One obvious step forward is for AI researchers to simply create databases where there is no possibility of copyright infringement — either because the material has been properly licensed or because it’s been created for the specific purpose of AI training. One such example is “The Stack” — a dataset for training AI designed to specifically avoid accusations of copyright infringement. It includes only code with the most permissive possible open-source licensing and offers developers an easy way to remove their data on request. Ryan Khurana, chief of staff at generative AI company Wombo, says most companies selling these services are aware of these differences.
There is some nuance in this, of course, as the specificity of prompts varies substantially. Therefore, along the spectrum of fair use minimalism, some might believe that only with greater specificity in prompts should less leeway be given as to whether Output Works are infringing derivative works. Similarly, image diffusion GAIs analyze the correlation of pixel arrangements of images that are responses to search engine queries with the text queries that produced the results. After analyzing billions of data points, the image diffusion GAI can generate novel images from a user’s text prompt based on the calculated correlation with image outputs that one would expect to appear from a relevant Google search.
- Consider that search engines have been providing search results based on copyrighted text for decades, including short summaries of the presented documents.
- The current generation of flashy AI applications, ranging from GitHub Copilot to Stable Diffusion, raise fundamental issues with copyright law.
- But the views that using copyrighted training data without some sort of recognition of the original creator is unfair, which many hold, may support arguments for other regulatory or technical approaches that would encourage attribution and pathways for distributing new revenue streams to creators.
- In general, copyright law gives the exclusive right to copy works, among other exclusive rights, to the applicable copyright holder.

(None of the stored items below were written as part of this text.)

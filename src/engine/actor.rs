use std::{collections::VecDeque, sync::Arc, time::Duration};

use anyhow::{Context, Result};
use tokio::{
    sync::{broadcast, oneshot},
    task::JoinSet,
    time::{Instant, MissedTickBehavior},
};
use tracing::{Instrument, Span, debug, error, info, trace, warn};

use super::{
    EngineOptions, EngineState, EngineStatus, Event, PersistOutcome,
    content::Content,
    persist::{self, PersistJob, Persisted},
    subscribe::Subscriber,
};
use crate::{
    api::{ReflectionKind, RequestKind, Response},
    crdt::{Entry, Index, Lattice, Link, Namespace, Point, Row, Table},
    keys::{KeyError, KeyStore, PrivateKey},
    memory_image::MemoryImage,
    peer::{Address, DataPeer},
    query::{JoinQuery, Query, QueryVisitor, SelectQuery},
    util::Closer,
};

const MIN_INTERVAL: Duration = Duration::from_millis(1);

#[derive(derive_more::Debug, derive_more::Display)]
pub(super) enum Command {
    #[display("Query")]
    Query {
        query: Query,
        #[debug("reply")]
        reply: oneshot::Sender<Response>,
    },
    #[display("Reflect")]
    Reflect {
        kind: ReflectionKind,
        #[debug("reply")]
        reply: oneshot::Sender<Response>,
    },
    #[display("Replicate")]
    Replicate {
        links: Vec<Link>,
        #[debug("reply")]
        reply: Option<oneshot::Sender<Response>>,
    },
    #[display("Persist")]
    Persist {
        #[debug("reply")]
        reply: Option<oneshot::Sender<PersistOutcome>>,
    },
    #[display("Status")]
    Status {
        #[debug("reply")]
        reply: oneshot::Sender<EngineStatus>,
    },
    #[display("Shutdown")]
    Shutdown {
        #[debug("reply")]
        reply: Option<oneshot::Sender<()>>,
    },
}

impl Command {
    /// Commands that change the replica wait while a persist cycle runs.
    fn is_deferred_while_persisting(&self) -> bool {
        match self {
            Command::Query { query, .. } => query.is_write(),
            Command::Replicate { .. } | Command::Persist { .. } => true,
            Command::Reflect { .. } | Command::Status { .. } | Command::Shutdown { .. } => false,
        }
    }
}

/// The indices fetched for one replicate command.
struct Fetched {
    results: Vec<(Link, Result<Index>)>,
    dropped: usize,
    reply: Option<oneshot::Sender<Response>>,
}

pub(super) struct Actor<P> {
    opts: EngineOptions,
    content: Content<P>,
    memory_image: Arc<dyn MemoryImage>,
    keys: KeyStore,
    inbox: flume::Receiver<Command>,
    events: broadcast::Sender<Event>,
    closer: Closer,

    head: Option<Link>,
    index: Index,
    working: Namespace,
    state: EngineState,
    /// Bumped on every change to the index or the working namespace.
    generation: u64,
    /// The generation last written out by a persist cycle.
    persisted_generation: u64,

    deferred: VecDeque<Command>,
    persist_waiters: Vec<oneshot::Sender<PersistOutcome>>,
    persist_task: JoinSet<(u64, Result<Persisted>)>,
    fetch_tasks: JoinSet<Fetched>,
    /// Reads and republishes; each replies on its own.
    tasks: JoinSet<()>,
}
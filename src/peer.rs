//! The content addressed store and pubsub bus a node runs on.

use std::{fmt, future::Future};

use anyhow::Result;
use bytes::Bytes;
use serde::{Deserialize, Serialize};
use tokio::sync::broadcast;

mod mem;

pub use self::mem::MemPeer;

/// The address of some bytes in the CAS.
#[derive(Clone, PartialEq, Eq, PartialOrd, Ord, Hash, Serialize, Deserialize)]
#[serde(transparent)]
pub struct Address(String);

impl Address {
    pub fn new(address: impl Into<String>) -> Self {
        Self(address.into())
    }

    /// The address the reference peer assigns to `data`: hex of its blake3 hash.
    pub fn for_content(data: &[u8]) -> Self {
        Self(blake3::hash(data).to_hex().to_string())
    }

    pub fn as_str(&self) -> &str {
        &self.0
    }

    pub fn is_empty(&self) -> bool {
        self.0.is_empty()
    }

    /// The first 10 characters, for logging.
    pub fn fmt_short(&self) -> &str {
        self.0.get(..10).unwrap_or(&self.0)
    }
}

impl fmt::Display for Address {
    fn fmt(&self, f: &mut fmt::Formatter<'_>) -> fmt::Result {
        f.write_str(&self.0)
    }
}

impl fmt::Debug for Address {
    fn fmt(&self, f: &mut fmt::Formatter<'_>) -> fmt::Result {
        write!(f, "Address({})", self.fmt_short())
    }
}

impl From<&str> for Address {
    fn from(value: &str) -> Self {
        Self::new(value)
    }
}

/// A pubsub topic.
#[derive(
    Debug, Clone, PartialEq, Eq, PartialOrd, Ord, Hash, Serialize, Deserialize, derive_more::Display,
)]
#[serde(transparent)]
pub struct Topic(String);

impl Topic {
    pub fn new(topic: impl Into<String>) -> Self {
        Self(topic.into())
    }

    pub fn as_str(&self) -> &str {
        &self.0
    }
}

impl From<&str> for Topic {
    fn from(value: &str) -> Self {
        Self::new(value)
    }
}

/// A content addressed store with a pubsub bus.
///
/// Implementations must be safe to share between tasks; the engine clones the
/// peer into every task that needs it.
pub trait DataPeer: Clone + Send + Sync + 'static {
    /// Store `data`, returning its address.
    fn add(&self, data: Bytes) -> impl Future<Output = Result<Address>> + Send;

    /// Fetch the bytes stored at `address`.
    fn cat(&self, address: &Address) -> impl Future<Output = Result<Bytes>> + Send;

    /// Publish `data` to all subscribers of `topic`.
    fn publish(&self, topic: &Topic, data: Bytes) -> impl Future<Output = Result<()>> + Send;

    /// Subscribe to records published on `topic` from now on.
    fn subscribe(
        &self,
        topic: &Topic,
    ) -> impl Future<Output = Result<broadcast::Receiver<Bytes>>> + Send;
}
//! Utilities.

use std::future::Future;

use tokio_util::{sync::CancellationToken, task::TaskTracker};

/// Stops and waits for a group of background tasks.
///
/// [`Closer::close`] cancels the stop token every task watches, then waits
/// until all tasks spawned through the closer have finished.
#[derive(Debug, Clone, Default)]
pub struct Closer {
    token: CancellationToken,
    tracker: TaskTracker,
}

impl Closer {
    pub fn new() -> Self {
        Self::default()
    }

    /// Spawn a task that runs until `fut` completes or the closer is closed.
    pub fn spawn<F>(&self, fut: F)
    where
        F: Future<Output = ()> + Send + 'static,
    {
        let token = self.token.clone();
        self.tracker.spawn(async move {
            tokio::select! {
                _ = token.cancelled() => {}
                _ = fut => {}
            }
        });
    }

    /// Signal every task to stop and wait for all of them.
    pub async fn close(&self) {
        self.token.cancel();
        self.tracker.close();
        self.tracker.wait().await;
    }
}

- The AI platforms recover patterns and relationships, which they then use to create rules, and then make judgments and predictions, when responding to a prompt.

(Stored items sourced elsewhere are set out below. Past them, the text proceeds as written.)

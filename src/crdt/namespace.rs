use std::{
    collections::{BTreeMap, btree_map},
    sync::Arc,
};

use super::{
    EntryName, Lattice, RowName, TableName,
    point::Entry,
    stream::{self, NamespaceStreamEntry},
};
use crate::keys::PublicKey;

/// A mapping from entry name to [`Entry`].
#[derive(Debug, Clone, Default, PartialEq, Eq)]
pub struct Row {
    entries: BTreeMap<EntryName, Entry>,
}

impl Row {
    pub fn entries(&self) -> impl Iterator<Item = (&EntryName, &Entry)> {
        self.entries.iter()
    }

    pub fn get(&self, name: &str) -> Option<&Entry> {
        self.entries.get(name)
    }

    pub fn len(&self) -> usize {
        self.entries.len()
    }

    pub fn join_entry(&mut self, name: EntryName, entry: &Entry) {
        match self.entries.entry(name) {
            btree_map::Entry::Vacant(slot) => {
                slot.insert(entry.clone());
            }
            btree_map::Entry::Occupied(mut slot) => {
                let joined = slot.get().join(entry);
                slot.insert(joined);
            }
        }
    }

    /// Builder variant of [`Row::join_entry`].
    pub fn with_entry(mut self, name: impl Into<EntryName>, entry: Entry) -> Self {
        self.join_entry(name.into(), &entry);
        self
    }

    fn filter_verified(&self, keys: &[PublicKey]) -> Row {
        let entries = self
            .entries
            .iter()
            .map(|(name, entry)| (name.clone(), entry.filter_verified(keys)))
            .filter(|(_, entry)| !entry.is_empty())
            .collect();
        Row { entries }
    }
}

impl Lattice for Row {
    fn join(&self, other: &Self) -> Self {
        let mut out = self.clone();
        for (name, entry) in &other.entries {
            out.join_entry(name.clone(), entry);
        }
        out
    }

    fn is_empty(&self) -> bool {
        self.entries.values().all(Entry::is_empty)
    }
}

/// A mapping from row key to [`Row`].
#[derive(Debug, Clone, Default, PartialEq, Eq)]
pub struct Table {
    rows: BTreeMap<RowName, Row>,
}

impl Table {
    pub fn rows(&self) -> impl Iterator<Item = (&RowName, &Row)> {
        self.rows.iter()
    }

    pub fn get(&self, name: &str) -> Option<&Row> {
        self.rows.get(name)
    }

    pub fn len(&self) -> usize {
        self.rows.len()
    }

    pub fn join_row(&mut self, name: RowName, row: &Row) {
        match self.rows.entry(name) {
            btree_map::Entry::Vacant(slot) => {
                slot.insert(row.clone());
            }
            btree_map::Entry::Occupied(mut slot) => {
                let joined = slot.get().join(row);
                slot.insert(joined);
            }
        }
    }

    /// Builder variant of [`Table::join_row`].
    pub fn with_row(mut self, name: impl Into<RowName>, row: Row) -> Self {
        self.join_row(name.into(), &row);
        self
    }

    /// Keep the rows for which `f` returns true.
    pub fn filter_rows(&self, mut f: impl FnMut(&RowName, &Row) -> bool) -> Table {
        let rows = self
            .rows
            .iter()
            .filter(|(name, row)| f(name, row))
            .map(|(name, row)| (name.clone(), row.clone()))
            .collect();
        Table { rows }
    }

    fn filter_verified(&self, keys: &[PublicKey]) -> Table {
        let rows = self
            .rows
            .iter()
            .map(|(name, row)| (name.clone(), row.filter_verified(keys)))
            .filter(|(_, row)| !row.is_empty())
            .collect();
        Table { rows }
    }
}

impl Lattice for Table {
    fn join(&self, other: &Self) -> Self {
        let mut out = self.clone();
        for (name, row) in &other.rows {
            out.join_row(name.clone(), row);
        }
        out
    }

    fn is_empty(&self) -> bool {
        self.rows.values().all(Row::is_empty)
    }
}

/// The user visible data: a mapping from table name to [`Table`].
///
/// Tables are shared between clones, so cloning a namespace is shallow and a
/// join only copies the tables it modifies.
#[derive(Debug, Clone, Default, PartialEq, Eq)]
pub struct Namespace {
    tables: BTreeMap<TableName, Arc<Table>>,
}

impl Namespace {
    pub fn tables(&self) -> impl Iterator<Item = (&TableName, &Table)> {
        self.tables.iter().map(|(name, table)| (name, table.as_ref()))
    }

    pub fn table(&self, name: &str) -> Option<&Table> {
        self.tables.get(name).map(AsRef::as_ref)
    }

    /// Names of the tables that hold at least one point.
    pub fn table_names(&self) -> impl Iterator<Item = &TableName> {
        self.tables
            .iter()
            .filter(|(_, table)| !table.is_empty())
            .map(|(name, _)| name)
    }

    /// Every non-empty entry in `(table, row, entry)` order.
    pub fn iter(&self) -> impl Iterator<Item = (&TableName, &RowName, &EntryName, &Entry)> {
        self.tables.iter().flat_map(|(table_name, table)| {
            table.rows.iter().flat_map(move |(row_name, row)| {
                row.entries
                    .iter()
                    .filter(|(_, entry)| !entry.is_empty())
                    .map(move |(entry_name, entry)| (table_name, row_name, entry_name, entry))
            })
        })
    }

    /// Join `table` into a copy of this namespace.
    pub fn join_table(&self, name: TableName, table: &Table) -> Namespace {
        let mut out = self.clone();
        out.join_table_mut(name, table);
        out
    }

    /// Join `table` into this namespace in place, copying the shared table
    /// first if another namespace still refers to it.
    pub fn join_table_mut(&mut self, name: TableName, table: &Table) {
        match self.tables.entry(name) {
            btree_map::Entry::Vacant(slot) => {
                slot.insert(Arc::new(table.clone()));
            }
            btree_map::Entry::Occupied(mut slot) => {
                let current = Arc::make_mut(slot.get_mut());
                *current = current.join(table);
            }
        }
    }

    fn join_shared(&mut self, name: &TableName, table: &Arc<Table>) {
        match self.tables.get_mut(name) {
            None => {
                self.tables.insert(name.clone(), Arc::clone(table));
            }
            Some(current) if Arc::ptr_eq(current, table) => {}
            Some(current) => {
                let current = Arc::make_mut(current);
                *current = current.join(table);
            }
        }
    }

    /// The canonical form: the namespace re-read from its own stream.
    ///
    /// Drops empty tables, rows and entries.
    pub fn strip(&self) -> Namespace {
        Namespace::from_stream(self.to_stream())
    }

    /// Keep only the points verified by at least one of `keys`.
    ///
    /// An empty key set yields an empty namespace.
    pub fn filter_verified(&self, keys: &[PublicKey]) -> Namespace {
        if keys.is_empty() {
            return Namespace::default();
        }
        let tables = self
            .tables
            .iter()
            .map(|(name, table)| (name.clone(), table.filter_verified(keys)))
            .filter(|(_, table)| !table.is_empty())
            .map(|(name, table)| (name, Arc::new(table)))
            .collect();
        Namespace { tables }
    }

    /// The sorted stream form of this namespace.
    pub fn to_stream(&self) -> Vec<NamespaceStreamEntry> {
        self.iter()
            .map(|(table, row, entry, points)| NamespaceStreamEntry {
                table: table.clone(),
                row: row.clone(),
                entry: entry.clone(),
                points: points.points().to_vec(),
            })
            .collect()
    }

    /// Rebuild a namespace from stream entries in any order.
    pub fn from_stream(entries: impl IntoIterator<Item = NamespaceStreamEntry>) -> Namespace {
        let entries = stream::normalize_namespace_stream(entries.into_iter().collect());
        let mut tables: BTreeMap<TableName, Table> = BTreeMap::new();
        for item in entries {
            tables
                .entry(item.table)
                .or_default()
                .rows
                .entry(item.row)
                .or_default()
                .join_entry(item.entry, &Entry::new(item.points));
        }
        let tables = tables
            .into_iter()
            .map(|(name, table)| (name, Arc::new(table)))
            .collect();
        Namespace { tables }
    }
}

impl Lattice for Namespace {
    fn join(&self, other: &Self) -> Self {
        let mut out = self.clone();
        for (name, table) in &other.tables {
            out.join_shared(name, table);
        }
        out
    }

    fn is_empty(&self) -> bool {
        self.tables.values().all(|table| table.is_empty())
    }
}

All this uncertainty presents a slew of challenges for companies that use generative AI. There are risks regarding infringement — direct or unintentional — in contracts that are silent on generative AI usage by their vendors and customers. If a business user is aware that training data might include unlicensed works or that an AI can generate unauthorized derivative works not covered by fair use, a business could be on the hook for willful infringement, which can include damages up to $150,000 for each instance of knowing use.